Experimental Neurosurgery Unit, IRCCS Ist Neurologico Mediterraneo Neuromed, Pozzilli, Italy.
Neurosurgery Service, Azienda Ospedaliera-Universitaria Sant'Andrea, Sapienza University of Rome, Rome, Italy.
World Neurosurg. 2024 Apr;184:112-118. doi: 10.1016/j.wneu.2024.01.094. Epub 2024 Jan 22.
Combined triple atlas (C1)-axis (C2) fixation has been described in previous literature as a safe, effective, and minimally invasive procedure for complex atlas and odontoid fractures that allows for a greater range of motion compared with posterior approaches and atlanto-occipital fusion. However, it is rarely performed due to the occipital-cervical diastasis resulting from often-fractured C1 joint masses. No evidence-based consensus has been reached regarding the treatment of complex atlantoaxial fractures, and the choice of surgical strategy is based only on clinical experience.
We report the combined triple C1-C2 fixation technique with manual reduction of the joint masses during patient positioning on the operating table, which allowed for effective stabilization during a single surgical session. We describe our experience in the management of a 75-year-old patient presenting with an acute complex type II fracture of C1, which also involved 1 lateral mass, combined with a type II odontoid fracture and occipital-cervical diastasis.
We provide a step-by-step guide for combined triple C1-C2 anterior fixation with manual fracture reduction and describe the clinical case of an acute complex type II fracture of C1, which also involved 1 lateral mass, combined with a type II odontoid fracture and occipital-cervical diastasis.
Combined triple C1-C2 fixation represents a safe and efficient minimally invasive anterior approach for complex type II fractures of C1 with type II odontoid fractures. Manual reduction of the joint masses during patient positioning allows for effective stabilization in a single surgical session.

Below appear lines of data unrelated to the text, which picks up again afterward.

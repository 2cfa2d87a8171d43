#![allow(clippy::must_use_candidate, clippy::missing_errors_doc)]

mod catalog;
mod error;
mod prompt;
mod provider;
mod request;
mod server;
mod transcode;
mod types;

use std::sync::Arc;

use axum::{
    Json, Router,
    extract::State,
    routing::{get, post},
};

pub use catalog::{ModelInfo, ModelsResponse, VoicesResponse};
pub use error::{Result, SpeechError};
pub use prompt::build_prompt;
pub use provider::SpeechBackend;
pub use server::Server;
pub use types::{AudioFormat, RawAudio, SpeechRequest, SpeechResponse, Voice};

use provider::gemini::GeminiBackend;
use request::ExtractPayload;
use types::SpeechPayload;

/// Build the speech server from configuration
pub fn build_server(config: &aria_config::Config) -> anyhow::Result<Arc<Server>> {
    let backend = GeminiBackend::new(&config.gemini)
        .map_err(|e| anyhow::anyhow!("Failed to initialize speech backend: {e}"))?;

    Ok(Arc::new(Server::new(Box::new(backend))))
}

/// Create the endpoint router for the audio API
pub fn endpoint_router() -> Router<Arc<Server>> {
    Router::new()
        .route("/v1/audio/speech", post(synthesize))
        .route("/v1/audio/models", get(list_models))
        .route("/v1/audio/voices", get(list_voices))
}

/// Handle speech synthesis requests
async fn synthesize(
    State(server): State<Arc<Server>>,
    ExtractPayload(payload): ExtractPayload<SpeechPayload>,
) -> Result<axum::response::Response> {
    let request = payload.validate()?;

    tracing::debug!("speech handler called for model: {}", request.model);

    let response = server.synthesize(&request).await?;

    tracing::debug!("speech synthesis complete");

    Ok(response.into_response())
}

/// Handle the audio model catalog listing
async fn list_models() -> Json<ModelsResponse> {
    tracing::debug!("models list requested");
    Json(catalog::models())
}

/// Handle the voice catalog listing
async fn list_voices() -> Json<VoicesResponse> {
    tracing::debug!("voices list requested");
    Json(catalog::voices())
}
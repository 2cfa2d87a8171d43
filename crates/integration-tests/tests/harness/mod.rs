#![allow(dead_code)]

pub mod config;
pub mod mock_gemini;
pub mod server;

/// Whether the external audio encoder is on PATH
///
/// Tests for compressed output formats skip themselves when it is not.
pub fn ffmpeg_available() -> bool {
    std::process::Command::new("ffmpeg")
        .arg("-version")
        .stdout(std::process::Stdio::null())
        .stderr(std::process::Stdio::null())
        .status()
        .is_ok()
}
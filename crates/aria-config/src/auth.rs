use secrecy::{ExposeSecret, SecretString};
use serde::Deserialize;

/// API key authentication configuration
#[derive(Debug, Clone, Deserialize)]
#[serde(deny_unknown_fields)]
pub struct AuthConfig {
    /// Whether API key auth is enabled
    #[serde(default = "default_enabled")]
    pub enabled: bool,

    /// Comma-separated set of accepted API keys
    pub api_keys: SecretString,

    /// Paths that skip authentication
    #[serde(default = "default_public_paths")]
    pub public_paths: Vec<String>,
}

impl AuthConfig {
    /// The accepted key set, split on commas with surrounding whitespace
    /// trimmed and empty entries discarded
    pub fn accepted_keys(&self) -> Vec<String> {
        self.api_keys
            .expose_secret()
            .split(',')
            .map(str::trim)
            .filter(|key| !key.is_empty())
            .map(str::to_owned)
            .collect()
    }
}

#[allow(clippy::missing_const_for_fn)]
fn default_enabled() -> bool {
    true
}

fn default_public_paths() -> Vec<String> {
    vec![
        "/health".to_string(),
        "/v1/audio/models".to_string(),
        "/v1/audio/voices".to_string(),
    ]
}

#[cfg(test)]
mod tests {
    use super::*;

    fn config(keys: &str) -> AuthConfig {
        AuthConfig {
            enabled: true,
            api_keys: SecretString::from(keys),
            public_paths: default_public_paths(),
        }
    }

    #[test]
    fn keys_are_split_and_trimmed() {
        let keys = config("sk-one, sk-two ,sk-three").accepted_keys();
        assert_eq!(keys, ["sk-one", "sk-two", "sk-three"]);
    }

    #[test]
    fn empty_entries_are_discarded() {
        let keys = config("sk-one,,  ,sk-two,").accepted_keys();
        assert_eq!(keys, ["sk-one", "sk-two"]);
    }

    #[test]
    fn blank_value_yields_no_keys() {
        assert!(config("").accepted_keys().is_empty());
        assert!(config("  ").accepted_keys().is_empty());
    }
}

在先前的文献中,联合寰枢(C1)-枢椎(C2)固定术已被描述为一种安全、有效且微创的方法,适用于复杂寰枢和齿状突骨折,与后路入路和寰枢融合相比,可获得更大的活动范围。然而,由于 C1 关节突常发生骨折导致的枕颈分离,该术式很少实施。对于复杂寰枢椎骨折的治疗,尚未达成基于证据的共识,手术策略的选择仅基于临床经验。
我们报告了一种联合寰枢 triple C1-C2 固定技术,在患者置于手术台上时通过手动复位关节突来实现,这使得在单次手术中能够进行有效的固定。我们描述了我们在管理一位 75 岁患者中的经验,该患者表现为急性复杂 II 型 C1 骨折,同时还累及 1 个侧块,伴有 II 型齿状突骨折和枕颈分离。
我们提供了一种联合 triple C1-C2 前路固定的分步指南,该指南包括手动骨折复位,并描述了一位急性复杂 II 型 C1 骨折患者的临床病例,该患者还累及 1 个侧块,伴有 II 型齿状突骨折和枕颈分离。
联合 triple C1-C2 固定术是一种安全有效的微创前路入路,适用于伴有 II 型齿状突骨折的复杂 II 型 C1 骨折。在患者置于手术台上时手动复位关节突突可在单次手术中实现有效的固定。